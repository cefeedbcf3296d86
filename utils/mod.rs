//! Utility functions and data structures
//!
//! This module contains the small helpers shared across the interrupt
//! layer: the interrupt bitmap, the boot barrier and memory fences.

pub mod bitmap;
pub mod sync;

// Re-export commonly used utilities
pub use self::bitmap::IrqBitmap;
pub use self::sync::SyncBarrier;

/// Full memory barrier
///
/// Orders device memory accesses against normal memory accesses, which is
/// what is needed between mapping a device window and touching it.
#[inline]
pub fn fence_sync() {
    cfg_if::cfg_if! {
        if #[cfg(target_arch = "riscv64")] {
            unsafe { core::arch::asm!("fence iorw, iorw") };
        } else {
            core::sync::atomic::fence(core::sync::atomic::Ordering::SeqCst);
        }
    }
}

# # # #

**WORK ORDER**:
The required output is every line above that contains the string "core".

**SOLUTION TO THE PROBLEM**:
            unsafe { core::arch::asm!("fence iorw, iorw") };
            core::sync::atomic::fence(core::sync::atomic::Ordering::SeqCst);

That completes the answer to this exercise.